Member of the Nebraska Legislature from the 9th district
- In office January 4, 1989 – January 8, 1997
- Preceded by: Marge Higgins
- Succeeded by: Shelley Kiel

Personal details
- Born: June 27, 1959 (age 67) Omaha, Nebraska
- Party: Democratic
- Spouse: Mary Beth Garbina ​(m. 1988)​
- Children: 2 (John Jr., Patrick)
- Education: University of Nebraska–Lincoln Creighton University (B.A., J.D.)
- Occupation: Attorney, lobbyist

= John Lindsay (Nebraska politician) =

American politician

John Lindsay (born June 27, 1959) is a Democratic politician, attorney, and lobbyist from Nebraska who served as a member of the Nebraska Legislature from the 9th district from 1989 to 1997.

==Early career==
Lindsay was born in Omaha, Nebraska, and graduated from Creighton Preparatory School, later attending the University of Nebraska–Lincoln and graduating from Creighton University in 1981. He then attended the Creighton University School of Law, receiving his juris doctor in 1984. Following graduation, Lindsay clerked for Justice John T. Grant of the Supreme Court of Nebraska from 1984 to 1985. After clerking, he practiced as an attorney and taught business law as an adjunct instructor at Nebraska Wesleyan University.

==Nebraska Legislature==
In 1988, Lindsay announced that he would challenge State Senator Marge Higgins for re-election.

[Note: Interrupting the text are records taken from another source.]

//! Integration tests for the cell-by-cell particle stream reader.
//!
//! Each test writes the same deterministic dataset to a temporary fileset
//! and compares what the reader returns against the in-memory original.

use artio::dataset::{Dataset, ParticleRecord, SpeciesSpec};
use artio::scan::count_in_range;
use artio::writer::write_fileset;
use artio::{
    ErrorKind, FileEngine, FileEngineConfig, Fileset, MemoryEngine, OpenMode, SfcRange,
    StorageEngine,
};
use tempfile::{TempDir, tempdir};

const ROOT_CELLS: i64 = 16;

/// Three species with uneven counts, spread over three particle files.
fn populated_dataset() -> Dataset {
    let mut dataset = Dataset::new(
        ROOT_CELLS,
        vec![
            SpeciesSpec::new("N-BODY", 6, 1),
            SpeciesSpec::new("STAR", 7, 3),
            SpeciesSpec::new("TRACER", 2, 0),
        ],
    )
    .unwrap();
    dataset.set_particle_files(3).unwrap();

    let mut id = 0i64;
    for sfc in 0..ROOT_CELLS {
        for species in 0..3usize {
            let shape = &dataset.species()[species];
            let (num_primary, num_secondary) = (shape.num_primary, shape.num_secondary);
            let count = (sfc as usize * (species + 1) + species) % 4;
            for n in 0..count {
                let primary = (0..num_primary)
                    .map(|v| sfc as f64 + species as f64 * 0.1 + n as f64 * 0.01 + v as f64 * 100.0)
                    .collect();
                let secondary = (0..num_secondary).map(|v| v as f32 + 0.5).collect();
                dataset
                    .add_particle(
                        sfc,
                        species,
                        ParticleRecord::new(id, species as i32 * 10, primary, secondary),
                    )
                    .unwrap();
                id += 1;
            }
        }
    }
    dataset
}

fn write_populated(name: &str) -> (TempDir, std::path::PathBuf, Dataset) {
    let dir = tempdir().unwrap();
    let prefix = dir.path().join(name);
    let dataset = populated_dataset();
    write_fileset(&prefix, &dataset).unwrap();
    (dir, prefix, dataset)
}

/// Reads every particle of `start..=end` with the stream reader.
fn read_all<E: StorageEngine>(
    fileset: &mut Fileset<E>,
    start: i64,
    end: i64,
) -> Vec<(i64, usize, ParticleRecord)> {
    let layout = fileset.particle_layout().cloned().unwrap();
    let mut out = Vec::new();
    let mut counts = vec![0u32; layout.num_species()];
    let mut stream = fileset.stream().unwrap();

    for sfc in start..=end {
        stream.read_root_cell_begin(sfc, &mut counts).unwrap();
        for (index, species) in layout.species.iter().enumerate() {
            stream.read_species_begin(index).unwrap();
            for _ in 0..counts[index] {
                let mut primary = vec![0.0; species.num_primary];
                let mut secondary = vec![0.0; species.num_secondary];
                let info = stream.read_particle(&mut primary, &mut secondary).unwrap();
                out.push((
                    sfc,
                    index,
                    ParticleRecord::new(info.id, info.subspecies, primary, secondary),
                ));
            }
            stream.read_species_end().unwrap();
        }
        stream.read_root_cell_end().unwrap();
    }
    out
}

fn expected(dataset: &Dataset, start: i64, end: i64) -> Vec<(i64, usize, ParticleRecord)> {
    let mut out = Vec::new();
    for sfc in start..=end {
        for species in 0..dataset.species().len() {
            for record in dataset.particles(sfc, species) {
                out.push((sfc, species, record.clone()));
            }
        }
    }
    out
}

#[test]
fn test_stream_reads_every_particle() {
    let (_dir, prefix, dataset) = write_populated("stream");
    let mut fileset = Fileset::open(&prefix, OpenMode::PARTICLES).unwrap();

    fileset.cache_range(0, ROOT_CELLS - 1).unwrap();
    let read = read_all(&mut fileset, 0, ROOT_CELLS - 1);
    assert_eq!(read, expected(&dataset, 0, ROOT_CELLS - 1));
    fileset.clear_cache().unwrap();
    fileset.close().unwrap();
}

#[test]
fn test_stream_across_file_boundary() {
    let (_dir, prefix, dataset) = write_populated("boundary");
    let mut fileset = Fileset::open(&prefix, OpenMode::PARTICLES).unwrap();
    let index = fileset.particle_layout().unwrap().file_sfc_index.clone();
    assert_eq!(index, vec![0, 5, 10, 16]);

    fileset.cache_range(3, 11).unwrap();
    assert_eq!(read_all(&mut fileset, 3, 11), expected(&dataset, 3, 11));
}

#[test]
fn test_buffered_engine_reads_the_same() {
    let (_dir, prefix, dataset) = write_populated("buffered");
    let mut fileset = Fileset::open_with(
        &prefix,
        OpenMode::PARTICLES,
        FileEngineConfig { use_mmap: false },
    )
    .unwrap();

    fileset.cache_range(0, ROOT_CELLS - 1).unwrap();
    assert_eq!(
        read_all(&mut fileset, 0, ROOT_CELLS - 1),
        expected(&dataset, 0, ROOT_CELLS - 1)
    );
}

#[test]
fn test_memory_engine_reads_the_same() {
    let dataset = populated_dataset();
    let expected = expected(&dataset, 0, ROOT_CELLS - 1);
    let mut fileset =
        Fileset::from_engine(MemoryEngine::new(dataset), OpenMode::PARTICLES).unwrap();

    fileset.cache_range(0, ROOT_CELLS - 1).unwrap();
    assert_eq!(read_all(&mut fileset, 0, ROOT_CELLS - 1), expected);
}

#[test]
fn test_counts_equal_stream_visits() {
    let (_dir, prefix, _dataset) = write_populated("counts");
    let mut fileset = Fileset::open(&prefix, OpenMode::PARTICLES).unwrap();

    for (start, end) in [(0, ROOT_CELLS - 1), (0, 0), (4, 9), (15, 15)] {
        let counts = count_in_range(&mut fileset, start, end).unwrap();

        fileset.cache_range(start, end).unwrap();
        let read = read_all(&mut fileset, start, end);
        fileset.clear_cache().unwrap();

        let mut visited = vec![0u64; counts.len()];
        for (_, species, _) in &read {
            visited[*species] += 1;
        }
        assert_eq!(counts, visited, "{start}..={end}");
        assert_eq!(counts.iter().sum::<u64>(), read.len() as u64);
    }
}

#[test]
fn test_species_end_skips_unread_particles() {
    let (_dir, prefix, dataset) = write_populated("skip");
    let mut fileset = Fileset::open(&prefix, OpenMode::PARTICLES).unwrap();
    fileset.cache_range(0, ROOT_CELLS - 1).unwrap();

    // Root cell 3 holds 3 N-BODY and 3 STAR particles.
    let mut stream = fileset.stream().unwrap();
    let mut counts = [0u32; 3];
    stream.read_root_cell_begin(3, &mut counts).unwrap();
    assert_eq!(counts, [3, 3, 3]);

    stream.read_species_begin(0).unwrap();
    stream.read_particle(&mut [0.0; 6], &mut [0.0; 1]).unwrap();
    stream.read_species_end().unwrap();

    let mut primary = [0.0; 7];
    let mut secondary = [0.0; 3];
    stream.read_species_begin(1).unwrap();
    let info = stream.read_particle(&mut primary, &mut secondary).unwrap();
    let first_star = &dataset.particles(3, 1)[0];
    assert_eq!(info.id, first_star.id);
    assert_eq!(primary.to_vec(), first_star.primary);
    assert_eq!(secondary.to_vec(), first_star.secondary);
}

#[test]
fn test_species_in_any_order() {
    let (_dir, prefix, dataset) = write_populated("order");
    let mut fileset = Fileset::open(&prefix, OpenMode::PARTICLES).unwrap();
    fileset.cache_range(7, 7).unwrap();

    let mut stream = fileset.stream().unwrap();
    let mut counts = [0u32; 3];
    stream.read_root_cell_begin(7, &mut counts).unwrap();

    for species in [2usize, 0] {
        let shape = &dataset.species()[species];
        stream.read_species_begin(species).unwrap();
        for record in dataset.particles(7, species) {
            let mut primary = vec![0.0; shape.num_primary];
            let mut secondary = vec![0.0; shape.num_secondary];
            let info = stream.read_particle(&mut primary, &mut secondary).unwrap();
            assert_eq!(info.id, record.id);
            assert_eq!(primary, record.primary);
        }
        stream.read_species_end().unwrap();
    }
    stream.read_root_cell_end().unwrap();
}

#[test]
fn test_illegal_sequences_then_close() {
    let (_dir, prefix, _dataset) = write_populated("illegal");
    let mut fileset = Fileset::open(&prefix, OpenMode::PARTICLES).unwrap();
    fileset.cache_range(0, 3).unwrap();

    {
        let mut stream = fileset.stream().unwrap();
        let mut counts = [0u32; 3];

        for err in [
            stream.read_species_begin(0).unwrap_err(),
            stream.read_species_end().unwrap_err(),
            stream.read_root_cell_end().unwrap_err(),
            stream.read_particle(&mut [0.0; 6], &mut [0.0; 1]).unwrap_err(),
        ] {
            assert_eq!(err.kind(), ErrorKind::InvalidState);
            assert!(err.kind().is_contract_violation());
        }

        stream.read_root_cell_begin(1, &mut counts).unwrap();
        let err = stream.read_root_cell_begin(2, &mut counts).unwrap_err();
        assert_eq!(err.kind(), ErrorKind::InvalidState);

        stream.read_species_begin(0).unwrap();
        let err = stream.read_species_begin(1).unwrap_err();
        assert_eq!(err.kind(), ErrorKind::InvalidState);

        for _ in 0..counts[0] {
            stream.read_particle(&mut [0.0; 6], &mut [0.0; 1]).unwrap();
        }
        let err = stream.read_particle(&mut [0.0; 6], &mut [0.0; 1]).unwrap_err();
        assert_eq!(err.kind(), ErrorKind::InvalidState);
    }

    let err = fileset.open_particles().unwrap_err();
    assert_eq!(err.kind(), ErrorKind::InvalidState);
    fileset.close().unwrap();
}

#[test]
fn test_cache_bounds_leave_prior_state() {
    let (_dir, prefix, _dataset) = write_populated("bounds");
    let mut fileset = Fileset::open(&prefix, OpenMode::PARTICLES).unwrap();
    fileset.cache_range(2, 5).unwrap();
    let active = SfcRange::new(2, 5);

    for (start, end, kind) in [
        (0, ROOT_CELLS, ErrorKind::InvalidSfcRange),
        (-1, 3, ErrorKind::InvalidSfcRange),
        (6, 4, ErrorKind::InvalidSfcRange),
        (6, 7, ErrorKind::InvalidState),
    ] {
        let err = fileset.cache_range(start, end).unwrap_err();
        assert_eq!(err.kind(), kind, "{start}..={end}");
        assert_eq!(fileset.cached_range(), active);
    }

    let mut stream = fileset.stream().unwrap();
    let mut counts = [0u32; 3];
    let err = stream.read_root_cell_begin(6, &mut counts).unwrap_err();
    assert_eq!(err.kind(), ErrorKind::InvalidSfcRange);
    stream.read_root_cell_begin(5, &mut counts).unwrap();
}

#[test]
fn test_reading_after_clear_fails() {
    let (_dir, prefix, _dataset) = write_populated("cleared");
    let mut fileset = Fileset::open(&prefix, OpenMode::PARTICLES).unwrap();
    {
        let _guard = fileset.cached(0, 3).unwrap();
    }

    let mut stream = fileset.stream().unwrap();
    let err = stream.read_root_cell_begin(0, &mut [0u32; 3]).unwrap_err();
    assert_eq!(err.kind(), ErrorKind::InvalidSfcRange);
}

#[test]
fn test_file_engine_is_the_default() {
    let (_dir, prefix, _dataset) = write_populated("default");
    let fileset: Fileset<FileEngine> = Fileset::open(&prefix, OpenMode::PARTICLES).unwrap();
    assert!(fileset.prefix().ends_with("default"));
}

Higgins ultimately declined to seek re-election, however, and a crowded primary field developed. He faced Frances Mendenhall, a dentist; businessman Robert Anderson; Bill Cavanaugh, a member of the Metropolitan Utilities District board; James Fogaerty, a Union Pacific communications manager; and law student John Hilgert. Mendenhall placed first in the primary, receiving 29 percent of the vote to Lindsay's 22 percent, and they advanced to the general election. Lindsay narrowly defeated Mendenhall, winning 51–49 percent, and by just 135 votes.

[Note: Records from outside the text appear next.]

//! Writes a [`Dataset`] as an on-disk fileset.
//!
//! The writer is the inverse of [`FileEngine`](crate::engine::file::FileEngine):
//! one header file plus one particle file per SFC partition, laid out as
//! described in [`format`](crate::format). Each file is encoded in memory and
//! written in one call.

use std::path::Path;

use byteorder::{LittleEndian, WriteBytesExt};

use crate::dataset::Dataset;
use crate::error::{FormatError, Result};
use crate::format::{
    PARTICLE_HEADER_SIZE, ParticleFileHeader, encode_header, header_path, particle_path,
};

/// Writes `dataset` to `<prefix>.art` and, if it has species,
/// `<prefix>.p000`, `<prefix>.p001`, ...
///
/// Existing files are overwritten.
///
/// # Errors
///
/// Returns [`FormatError::Io`] if a file cannot be written, or
/// [`FormatError::Corrupted`] if a parameter does not fit the header layout.
///
/// # Example
///
/// ```rust,no_run
/// use artio::dataset::{Dataset, ParticleRecord, SpeciesSpec};
/// use artio::writer::write_fileset;
///
/// # fn main() -> Result<(), Box<dyn std::error::Error>> {
/// let mut dataset = Dataset::new(8, vec![SpeciesSpec::new("N-BODY", 3, 0)])?;
/// dataset.add_particle(0, 0, ParticleRecord::new(1, 0, vec![0.1, 0.2, 0.3], vec![]))?;
/// write_fileset("out/snapshot", &dataset)?;
/// # Ok(())
/// # }
/// ```
pub fn write_fileset<P: AsRef<Path>>(prefix: P, dataset: &Dataset) -> Result<()> {
    let prefix = prefix.as_ref();
    let path = header_path(prefix);
    let path_str = path.display().to_string();
    let parameters = dataset.parameters();
    let header = encode_header(&path_str, parameters.iter().map(|(n, v)| (n.as_str(), v)))?;
    write_file(&path, &header)?;

    if dataset.species().is_empty() {
        tracing::debug!(prefix = %prefix.display(), "wrote header-only fileset");
        return Ok(());
    }

    let index = dataset.file_sfc_index();
    for (file, bounds) in index.windows(2).enumerate() {
        let path = particle_path(prefix, file);
        let path_str = path.display().to_string();
        let bytes = encode_particle_file(&path_str, dataset, bounds[0], bounds[1])?;
        write_file(&path, &bytes)?;
    }

    tracing::debug!(
        prefix = %prefix.display(),
        files = dataset.num_particle_files(),
        "wrote fileset"
    );
    Ok(())
}

/// Encodes the root cells `first..end` into one particle file.
fn encode_particle_file(path: &str, dataset: &Dataset, first: i64, end: i64) -> Result<Vec<u8>> {
    let io = |source| FormatError::Io {
        path: path.to_string(),
        source,
    };
    let num_cells = end - first;
    let mut out = Vec::new();
    ParticleFileHeader {
        first_sfc: first,
        num_cells,
    }
    .encode(&mut out);

    // Offset table is filled in once each record's position is known.
    let table_start = out.len();
    debug_assert_eq!(table_start as u64, PARTICLE_HEADER_SIZE);
    out.resize(table_start + 8 * usize::try_from(num_cells).unwrap_or(0), 0);

    for (slot, sfc) in (first..end).enumerate() {
        let offset = out.len() as u64;
        let at = table_start + 8 * slot;
        out[at..at + 8].copy_from_slice(&offset.to_le_bytes());

        let counts = dataset.cell_counts(sfc);
        for &count in &counts {
            let count = u32::try_from(count).map_err(|_| FormatError::Corrupted {
                path: path.to_string(),
                reason: format!("{count} particles of one species in root cell {sfc}"),
            })?;
            out.write_u32::<LittleEndian>(count).map_err(io)?;
        }
        for species in 0..counts.len() {
            for record in dataset.particles(sfc, species) {
                out.write_i64::<LittleEndian>(record.id).map_err(io)?;
                out.write_i32::<LittleEndian>(record.subspecies).map_err(io)?;
                for &v in &record.primary {
                    out.write_f64::<LittleEndian>(v).map_err(io)?;
                }
                for &v in &record.secondary {
                    out.write_f32::<LittleEndian>(v).map_err(io)?;
                }
            }
        }
    }
    Ok(out)
}

fn write_file(path: &Path, bytes: &[u8]) -> Result<()> {
    std::fs::write(path, bytes).map_err(|source| {
        FormatError::Io {
            path: path.display().to_string(),
            source,
        }
        .into()
    })
}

Lindsay ran for re-election in 1992, and was challenged by William J. Beatty Brown, a death penalty advocate. He placed first in the primary election by a wide margin, winning 79 percent of the vote to Brown's 20 percent. In the general election, Lindsay won re-election in a landslide, defeating Brown, 77–23 percent.

In 1994, Lindsay challenged Commissioner Mike Albert, a member of the Douglas County Board and a fellow Democrat, for re-election. Albert declined to seek re-election, and he won the nomination unopposed, and faced Republican George Mills in the general election. Mills narrowly defeated Lindsay, flipping control of the County Board to a Republican majority.

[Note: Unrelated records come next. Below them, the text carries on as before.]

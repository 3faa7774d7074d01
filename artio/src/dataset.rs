//! In-memory particle datasets.
//!
//! A [`Dataset`] is the writable form of a fileset: species definitions, the
//! particles of each root cell, and any extra header parameters. It is served
//! directly by [`MemoryEngine`](crate::engine::memory::MemoryEngine) and
//! persisted with [`write_fileset`](crate::writer::write_fileset).
//!
//! ```rust
//! use artio::dataset::{Dataset, ParticleRecord, SpeciesSpec};
//!
//! # fn main() -> Result<(), Box<dyn std::error::Error>> {
//! let mut dataset = Dataset::new(64, vec![SpeciesSpec::new("N-BODY", 6, 1)])?;
//! dataset.add_particle(
//!     12,
//!     0,
//!     ParticleRecord::new(1, 0, vec![0.5, 0.5, 0.5, 0.0, 0.0, 0.0], vec![1.0]),
//! )?;
//! dataset.set_parameter("auni", vec![1.0f64]);
//! assert_eq!(dataset.species_totals(), vec![1]);
//! # Ok(())
//! # }
//! ```

use std::collections::BTreeMap;

use indexmap::IndexMap;
use serde::{Deserialize, Serialize};

use crate::error::{ParameterError, ParticleError, Result};
use crate::fileset::{
    MAJOR_VERSION_KEY, MINOR_VERSION_KEY, SFC_TYPE_KEY, SUPPORTED_MAJOR_VERSION,
    SUPPORTED_MINOR_VERSION, SfcType,
};
use crate::parameter::ParameterValue;
use crate::species::{
    FILE_SFC_INDEX_KEY, NUM_FILES_KEY, NUM_PRIMARY_KEY, NUM_ROOT_CELLS_KEY, NUM_SECONDARY_KEY,
    NUM_SPECIES_KEY, SPECIES_LABELS_KEY, SPECIES_TOTALS_KEY,
};

/// Shape of one species.
#[derive(Debug, Clone, PartialEq, Eq, Serialize, Deserialize)]
pub struct SpeciesSpec {
    /// Species label.
    pub label: String,
    /// Double precision variables per particle.
    pub num_primary: usize,
    /// Single precision variables per particle.
    pub num_secondary: usize,
}

impl SpeciesSpec {
    /// Creates a species shape.
    pub fn new(label: impl Into<String>, num_primary: usize, num_secondary: usize) -> Self {
        Self {
            label: label.into(),
            num_primary,
            num_secondary,
        }
    }
}

/// One stored particle.
#[derive(Debug, Clone, PartialEq, Serialize, Deserialize)]
pub struct ParticleRecord {
    /// Particle id.
    pub id: i64,
    /// Subspecies tag.
    pub subspecies: i32,
    /// Double precision variables.
    pub primary: Vec<f64>,
    /// Single precision variables.
    pub secondary: Vec<f32>,
}

impl ParticleRecord {
    /// Creates a particle record.
    pub fn new(id: i64, subspecies: i32, primary: Vec<f64>, secondary: Vec<f32>) -> Self {
        Self {
            id,
            subspecies,
            primary,
            secondary,
        }
    }
}

/// A complete particle fileset held in memory.
#[derive(Debug, Clone)]
pub struct Dataset {
    num_root_cells: i64,
    sfc_type: SfcType,
    species: Vec<SpeciesSpec>,
    num_particle_files: usize,
    /// Particles of each non-empty root cell, indexed `[species][n]`.
    cells: BTreeMap<i64, Vec<Vec<ParticleRecord>>>,
    /// Caller-provided parameters; they override derived ones by name.
    extra: IndexMap<String, ParameterValue>,
}

impl Dataset {
    /// Creates an empty dataset with `num_root_cells` root cells.
    ///
    /// A dataset without species has a header but no particle data.
    ///
    /// # Errors
    ///
    /// Returns [`ParameterError::Corrupted`] if `num_root_cells < 1`.
    pub fn new(num_root_cells: i64, species: Vec<SpeciesSpec>) -> Result<Self> {
        if num_root_cells < 1 {
            return Err(ParameterError::Corrupted {
                name: NUM_ROOT_CELLS_KEY.to_string(),
                reason: format!("{num_root_cells} root cells"),
            }
            .into());
        }
        Ok(Self {
            num_root_cells,
            sfc_type: SfcType::default(),
            species,
            num_particle_files: 1,
            cells: BTreeMap::new(),
            extra: IndexMap::new(),
        })
    }

    /// Sets the curve recorded in the header.
    pub fn set_sfc_type(&mut self, sfc_type: SfcType) {
        self.sfc_type = sfc_type;
    }

    /// Splits the root cells evenly over `count` particle files.
    ///
    /// # Errors
    ///
    /// Returns [`ParameterError::Corrupted`] if `count` is zero.
    pub fn set_particle_files(&mut self, count: usize) -> Result<()> {
        if count == 0 {
            return Err(ParameterError::Corrupted {
                name: NUM_FILES_KEY.to_string(),
                reason: "a particle fileset needs at least one file".to_string(),
            }
            .into());
        }
        self.num_particle_files = count;
        Ok(())
    }

    /// Sets an extra header parameter, replacing a derived one of the same name.
    pub fn set_parameter(&mut self, name: impl Into<String>, value: impl Into<ParameterValue>) {
        self.extra.insert(name.into(), value.into());
    }

    /// Appends a particle to root cell `sfc`.
    ///
    /// # Errors
    ///
    /// - [`ParticleError::InvalidSfcRange`] if `sfc` is not a root cell
    /// - [`ParticleError::InvalidSpecies`] if `species` is out of range
    /// - [`ParticleError::BufferLength`] if the record has the wrong shape
    pub fn add_particle(&mut self, sfc: i64, species: usize, record: ParticleRecord) -> Result<()> {
        if !(0..self.num_root_cells).contains(&sfc) {
            return Err(ParticleError::InvalidSfcRange {
                start: sfc,
                end: sfc,
                num_root_cells: self.num_root_cells,
            }
            .into());
        }
        let shape = self.species.get(species).ok_or(ParticleError::InvalidSpecies {
            species,
            num_species: self.species.len(),
        })?;
        for (buffer, expected, found) in [
            ("primary", shape.num_primary, record.primary.len()),
            ("secondary", shape.num_secondary, record.secondary.len()),
        ] {
            if expected != found {
                return Err(ParticleError::BufferLength {
                    buffer,
                    expected,
                    found,
                }
                .into());
            }
        }

        let num_species = self.species.len();
        self.cells
            .entry(sfc)
            .or_insert_with(|| vec![Vec::new(); num_species])[species]
            .push(record);
        Ok(())
    }

    /// Number of root cells.
    pub fn num_root_cells(&self) -> i64 {
        self.num_root_cells
    }

    /// Species shapes.
    pub fn species(&self) -> &[SpeciesSpec] {
        &self.species
    }

    /// Number of particle files the dataset is split into.
    pub fn num_particle_files(&self) -> usize {
        self.num_particle_files
    }

    /// Particles of `species` in root cell `sfc`; empty for unpopulated cells.
    pub fn particles(&self, sfc: i64, species: usize) -> &[ParticleRecord] {
        self.cells
            .get(&sfc)
            .and_then(|cell| cell.get(species))
            .map(Vec::as_slice)
            .unwrap_or_default()
    }

    /// Per-species particle counts of root cell `sfc`.
    pub fn cell_counts(&self, sfc: i64) -> Vec<usize> {
        (0..self.species.len())
            .map(|s| self.particles(sfc, s).len())
            .collect()
    }

    /// Total particles of each species.
    pub fn species_totals(&self) -> Vec<u64> {
        let mut totals = vec![0u64; self.species.len()];
        for cell in self.cells.values() {
            for (total, particles) in totals.iter_mut().zip(cell) {
                *total += particles.len() as u64;
            }
        }
        totals
    }

    /// First root cell of each particle file, plus `num_root_cells`.
    pub fn file_sfc_index(&self) -> Vec<i64> {
        let files = self.num_particle_files as i128;
        let cells = i128::from(self.num_root_cells);
        (0..=files)
            .map(|i| i64::try_from(i * cells / files).unwrap_or(self.num_root_cells))
            .collect()
    }

    /// Header parameters in storage order: version and layout parameters
    /// first, then the particle description, then extras.
    pub fn parameters(&self) -> IndexMap<String, ParameterValue> {
        let mut params = IndexMap::new();
        params.insert(
            MAJOR_VERSION_KEY.to_string(),
            ParameterValue::Int32(vec![SUPPORTED_MAJOR_VERSION]),
        );
        params.insert(
            MINOR_VERSION_KEY.to_string(),
            ParameterValue::Int32(vec![SUPPORTED_MINOR_VERSION]),
        );
        params.insert(
            SFC_TYPE_KEY.to_string(),
            ParameterValue::Int32(vec![self.sfc_type.code()]),
        );
        params.insert(
            NUM_ROOT_CELLS_KEY.to_string(),
            ParameterValue::Int64(vec![self.num_root_cells]),
        );

        if !self.species.is_empty() {
            params.insert(
                NUM_FILES_KEY.to_string(),
                ParameterValue::Int32(vec![count_i32(self.num_particle_files)]),
            );
            params.insert(
                FILE_SFC_INDEX_KEY.to_string(),
                ParameterValue::Int64(self.file_sfc_index()),
            );
            params.insert(
                NUM_SPECIES_KEY.to_string(),
                ParameterValue::Int32(vec![count_i32(self.species.len())]),
            );
            params.insert(
                SPECIES_LABELS_KEY.to_string(),
                ParameterValue::String(self.species.iter().map(|s| s.label.clone()).collect()),
            );
            params.insert(
                NUM_PRIMARY_KEY.to_string(),
                ParameterValue::Int32(
                    self.species.iter().map(|s| count_i32(s.num_primary)).collect(),
                ),
            );
            params.insert(
                NUM_SECONDARY_KEY.to_string(),
                ParameterValue::Int32(
                    self.species.iter().map(|s| count_i32(s.num_secondary)).collect(),
                ),
            );
            params.insert(
                SPECIES_TOTALS_KEY.to_string(),
                ParameterValue::Int64(
                    self.species_totals()
                        .into_iter()
                        .map(|t| i64::try_from(t).unwrap_or(i64::MAX))
                        .collect(),
                ),
            );
        }

        for (name, value) in &self.extra {
            params.insert(name.clone(), value.clone());
        }
        params
    }
}

fn count_i32(n: usize) -> i32 {
    i32::try_from(n).unwrap_or(i32::MAX)
}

Lindsay declined to seek a third term in 1996.

==Post-legislative career==
Following the end of his term in the legislature, Lindsay returned to the practice of law and opened a lobbying firm shortly thereafter with Paul O'Hara. Following a 2020 spinal surgery, he suffered a severe infection and was unable to use his arms or legs for several years before eventually regaining movement.